Unit Fraction — Definition, Formula & Examples

A unit fraction is a fraction that has 1 as its numerator. Examples include

\frac{1}{2}

\frac{1}{3}

\frac{1}{4}

, and

\frac{1}{10}

A unit fraction is any fraction of the form $\frac{1}{n}$ , where $n$ is a positive integer greater than zero. It represents exactly one equal part of a whole divided into $n$ parts.

Key Formula

\frac{1}{n}

Where:

$n$ = A positive whole number representing how many equal parts the whole is divided into

How It Works

Every fraction can be built from unit fractions. For example,

\frac{3}{4}

is the same as three copies of

\frac{1}{4}

. Think of slicing a pizza into 4 equal pieces — each single slice is

\frac{1}{4}

of the pizza, and that is a unit fraction. The larger the denominator, the smaller the unit fraction becomes:

\frac{1}{8}

is smaller than

\frac{1}{3}

because you are splitting the whole into more pieces.

Worked Example

Problem: Write 5/6 as a sum of unit fractions.

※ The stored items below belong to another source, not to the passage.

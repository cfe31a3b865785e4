mod config;
mod metrics;
mod pipeline;
mod sessions;
#[cfg(test)]
mod test_support;

use anyhow::Context;
use axum::{
    Json, Router,
    extract::{DefaultBodyLimit, Multipart, Path, State},
    http::{StatusCode, header},
    response::{IntoResponse, Response},
    routing::{get, post},
};
use serde::Serialize;
use std::sync::Arc;
use std::time::Duration;
use tower::ServiceBuilder;
use tower_http::{cors::CorsLayer, trace::TraceLayer};
use tracing::{error, info, warn};
use tracing_subscriber::EnvFilter;
use uuid::Uuid;

use config::{AppConfig, LogFormat, LoggingConfig};
use extract::{ChatCompletionClient, Extractor};
use ingest::{PdfTextExtractor, TruncationConfig, Truncator};
use metrics::{Metrics, MetricsSnapshot};
use pipeline::{ReportPipeline, SessionOutcome, UploadedFile};
use render::{DocumentAssembler, PdfBackend};
use sessions::SessionStore;

struct AppState {
    pipeline: ReportPipeline,
    sessions: SessionStore,
}

#[derive(Serialize)]
struct HealthResponse {
    status: String,
}

#[tokio::main]
async fn main() -> anyhow::Result<()> {
    dotenvy::dotenv().ok();
    let config = AppConfig::from_env();
    init_tracing(&config.logging);

    if config.llm.api_key.is_none() {
        warn!("GROQ_APIKEY is not set; structuring requests will fail");
    }

    // Structuring service, injected into the pipeline
    let client = ChatCompletionClient::new(
        config.llm.base_url.clone(),
        config.llm.model.clone(),
        config.llm.api_key.clone(),
        Duration::from_secs(config.llm.request_timeout_secs),
    )
    .context("Failed to build LLM client")?;
    info!(model = client.model(), base_url = %config.llm.base_url, "LLM client ready");

    let pipeline = ReportPipeline::new(
        Arc::new(PdfTextExtractor),
        Truncator::new(TruncationConfig {
            max_chars: config.ingest.max_text_chars,
        }),
        Extractor::new(Arc::new(client)),
        DocumentAssembler::default(),
        Arc::new(PdfBackend::default()),
        Metrics::new(),
    );

    let state = Arc::new(AppState {
        pipeline,
        sessions: SessionStore::new(config.server.max_sessions),
    });
    let app = router(state, config.server.max_upload_bytes);

    // Start server
    let listener = tokio::net::TcpListener::bind(&config.server.bind_addr)
        .await
        .with_context(|| format!("Failed to bind {}", config.server.bind_addr))?;

    info!("Server listening on http://{}", config.server.bind_addr);

    axum::serve(listener, app).await.context("Server error")?;
    Ok(())
}

fn init_tracing(logging: &LoggingConfig) {
    let filter = EnvFilter::try_new(&logging.filter).unwrap_or_else(|_| EnvFilter::new("info"));
    let subscriber = tracing_subscriber::fmt().with_env_filter(filter);

    match logging.format {
        LogFormat::Json => subscriber.json().init(),
        LogFormat::Pretty => subscriber.init(),
    }
}

fn router(state: Arc<AppState>, max_upload_bytes: usize) -> Router {
    Router::new()
        .route("/health", get(health_check))
        .route("/metrics", get(get_metrics))
        .route("/reports", post(create_session))
        .route("/reports/:id/test-results", get(download_test_results))
        .route("/reports/:id/pdf", get(download_pdf))
        .layer(DefaultBodyLimit::max(max_upload_bytes))
        .layer(
            ServiceBuilder::new()
                .layer(TraceLayer::new_for_http())
                .layer(CorsLayer::permissive()),
        )
        .with_state(state)
}

async fn health_check() -> Json<HealthResponse> {
    Json(HealthResponse {
        status: "ok".to_string(),
    })
}

async fn get_metrics(State(state): State<Arc<AppState>>) -> Json<MetricsSnapshot> {
    Json(state.pipeline.metrics().snapshot())
}

async fn create_session(
    State(state): State<Arc<AppState>>,
    multipart: Multipart,
) -> Result<Response, StatusCode> {
    let files = read_uploads(multipart).await?;
    let outcome = state.sessions.insert(state.pipeline.process(files).await);
    info!(session_id = %outcome.session_id, stored = state.sessions.len(), "Session stored");
    Ok(Json(outcome.as_ref()).into_response())
}

async fn download_test_results(
    State(state): State<Arc<AppState>>,
    Path(id): Path<Uuid>,
) -> Result<Response, StatusCode> {
    let outcome = stored_session(&state, &id)?;
    Ok(attachment(
        "application/json",
        "test_results.json",
        outcome.test_results_json().into_bytes(),
    ))
}

async fn download_pdf(
    State(state): State<Arc<AppState>>,
    Path(id): Path<Uuid>,
) -> Result<Response, StatusCode> {
    let outcome = stored_session(&state, &id)?;
    let pdf = state.pipeline.render_pdf(&outcome).await.map_err(|e| {
        error!(session_id = %id, error = %e, "PDF rendering failed");
        StatusCode::INTERNAL_SERVER_ERROR
    })?;

    Ok(attachment("application/pdf", "final_report.pdf", pdf))
}

fn stored_session(state: &AppState, id: &Uuid) -> Result<Arc<SessionOutcome>, StatusCode> {
    state.sessions.get(id).ok_or_else(|| {
        warn!(session_id = %id, "Unknown or evicted session");
        StatusCode::NOT_FOUND
    })
}

/// Collect every file field of the upload. No files is a bad request.
async fn read_uploads(mut multipart: Multipart) -> Result<Vec<UploadedFile>, StatusCode> {
    let mut files = Vec::new();

    while let Some(field) = multipart.next_field().await.map_err(|e| {
        warn!(error = %e, "Malformed multipart upload");
        StatusCode::BAD_REQUEST
    })? {
        let Some(name) = field.file_name().map(str::to_string) else {
            continue;
        };
        let bytes = field.bytes().await.map_err(|e| {
            warn!(file = %name, error = %e, "Failed to read uploaded file");
            StatusCode::BAD_REQUEST
        })?;
        files.push(UploadedFile {
            name,
            bytes: bytes.to_vec(),
        });
    }

    if files.is_empty() {
        return Err(StatusCode::BAD_REQUEST);
    }
    Ok(files)
}

fn attachment(content_type: &'static str, filename: &str, body: Vec<u8>) -> Response {
    (
        [
            (header::CONTENT_TYPE, content_type.to_string()),
            (
                header::CONTENT_DISPOSITION,
                format!("attachment; filename=\"{}\"", filename),
            ),
        ],
        body,
    )
        .into_response()
}

#[cfg(test)]
mod tests {
    use super::*;
    use axum::body::{Body, to_bytes};
    use axum::http::Request;
    use serde_json::Value;
    use std::sync::atomic::{AtomicUsize, Ordering};
    use test_support::{FixedText, ScriptedService, pipeline_with};
    use tower::ServiceExt;

    const BOUNDARY: &str = "report-boundary";

    fn app(replies: Vec<Result<&str, extract::StructuringError>>) -> (Router, Arc<AtomicUsize>) {
        let service = ScriptedService::new(replies);
        let calls = service.call_counter();
        let pipeline = pipeline_with(FixedText::new("report text"), service, 2500);
        let state = Arc::new(AppState {
            pipeline,
            sessions: SessionStore::new(8),
        });
        (router(state, 1024 * 1024), calls)
    }

    fn upload(files: &[&str]) -> Request<Body> {
        let mut body = String::new();
        for name in files {
            body.push_str(&format!(
                "--{BOUNDARY}\r\nContent-Disposition: form-data; name=\"file\"; filename=\"{name}\"\r\nContent-Type: application/pdf\r\n\r\n%PDF-1.4\r\n"
            ));
        }
        body.push_str(&format!("--{BOUNDARY}--\r\n"));

        Request::builder()
            .method("POST")
            .uri("/reports")
            .header(
                header::CONTENT_TYPE,
                format!("multipart/form-data; boundary={BOUNDARY}"),
            )
            .body(Body::from(body))
            .unwrap()
    }

    fn fetch(uri: &str) -> Request<Body> {
        Request::builder().uri(uri).body(Body::empty()).unwrap()
    }

    async fn body_json(response: Response) -> Value {
        let body = to_bytes(response.into_body(), usize::MAX).await.unwrap();
        serde_json::from_slice(&body).unwrap()
    }

    /// Uploads the files and returns the new session id.
    async fn open_session(app: &Router, files: &[&str]) -> String {
        let response = app.clone().oneshot(upload(files)).await.unwrap();
        assert_eq!(response.status(), StatusCode::OK);
        body_json(response).await["session_id"].as_str().unwrap().to_string()
    }

    const CBC: &str = r#"{"report_type": "CBC", "test_results": [{"test_name": "Glucose", "value": "90", "unit": "mg/dL", "reference_range": "70-110"}]}"#;
    const URINE: &str = r#"{"report_type": "Urinalysis", "test_results": [{"test_name": "pH", "value": "6.0"}]}"#;

    #[tokio::test]
    async fn session_summary_merges_multiple_files() {
        let (app, _) = app(vec![Ok(CBC), Ok(URINE)]);
        let response = app.oneshot(upload(&["cbc.pdf", "ua.pdf"])).await.unwrap();
        assert_eq!(response.status(), StatusCode::OK);

        let json = body_json(response).await;
        assert_eq!(json["files_received"], 2);
        assert_eq!(json["merged"], true);
        assert_eq!(json["reports"][0]["report_type"], "combined");
        assert_eq!(json["test_results"]["Glucose"], "90 mg/dL");
        assert_eq!(json["evaluations"][0]["domain"], "blood");
    }

    #[tokio::test]
    async fn upload_without_files_is_rejected() {
        let (app, _) = app(vec![]);
        let response = app.oneshot(upload(&[])).await.unwrap();
        assert_eq!(response.status(), StatusCode::BAD_REQUEST);
    }

    #[tokio::test]
    async fn downloads_reuse_the_stored_session() {
        let (app, calls) = app(vec![Ok(CBC), Ok(URINE)]);
        let id = open_session(&app, &["cbc.pdf", "ua.pdf"]).await;
        assert_eq!(calls.load(Ordering::SeqCst), 2);

        let response = app
            .clone()
            .oneshot(fetch(&format!("/reports/{id}/test-results")))
            .await
            .unwrap();
        assert_eq!(response.status(), StatusCode::OK);
        assert_eq!(response.headers()[header::CONTENT_TYPE], "application/json");
        assert_eq!(
            response.headers()[header::CONTENT_DISPOSITION],
            "attachment; filename=\"test_results.json\""
        );
        let json = body_json(response).await;
        assert_eq!(json["Glucose"], "90 mg/dL");
        assert_eq!(json["pH"], "6.0");

        let response = app
            .clone()
            .oneshot(fetch(&format!("/reports/{id}/pdf")))
            .await
            .unwrap();
        assert_eq!(response.status(), StatusCode::OK);
        assert_eq!(response.headers()[header::CONTENT_TYPE], "application/pdf");
        assert_eq!(
            response.headers()[header::CONTENT_DISPOSITION],
            "attachment; filename=\"final_report.pdf\""
        );
        let body = to_bytes(response.into_body(), usize::MAX).await.unwrap();
        assert!(body.starts_with(b"%PDF"));

        // One structuring call per file, none for the downloads
        assert_eq!(calls.load(Ordering::SeqCst), 2);
    }

    #[tokio::test]
    async fn test_results_download_is_pretty_json() {
        let (app, _) = app(vec![Ok(CBC)]);
        let id = open_session(&app, &["cbc.pdf"]).await;

        let response = app
            .oneshot(fetch(&format!("/reports/{id}/test-results")))
            .await
            .unwrap();
        let body = to_bytes(response.into_body(), usize::MAX).await.unwrap();
        assert_eq!(&body[..], b"{\n  \"Glucose\": \"90 mg/dL\"\n}");
    }

    #[tokio::test]
    async fn unknown_session_is_not_found() {
        let (app, _) = app(vec![]);
        let id = Uuid::new_v4();

        for uri in [format!("/reports/{id}/pdf"), format!("/reports/{id}/test-results")] {
            let response = app.clone().oneshot(fetch(&uri)).await.unwrap();
            assert_eq!(response.status(), StatusCode::NOT_FOUND);
        }
    }

    #[tokio::test]
    async fn health_is_ok() {
        let (app, _) = app(vec![]);
        let response = app.oneshot(fetch("/health")).await.unwrap();
        assert_eq!(response.status(), StatusCode::OK);
    }
}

Identify the unit fraction: The denominator is 6, so the unit fraction is:

\frac{1}{6}

Add copies of the unit fraction: Since the numerator is 5, you need five copies of 1/6:

\frac{5}{6} = \frac{1}{6} + \frac{1}{6} + \frac{1}{6} + \frac{1}{6} + \frac{1}{6}

Answer:

\frac{5}{6}

equals five unit fractions of

\frac{1}{6}

added together.

Why It Matters

Unit fractions are the building blocks of all fractions. Understanding them helps you compare fractions, add fractions with like denominators, and later work with ratios and division in upper grades.

Common Mistakes

Mistake: Thinking a larger denominator means a larger fraction

Correction: A larger denominator actually means a smaller unit fraction.

\frac{1}{10}

is smaller than

\frac{1}{2}

because the whole is split into more pieces, making each piece smaller.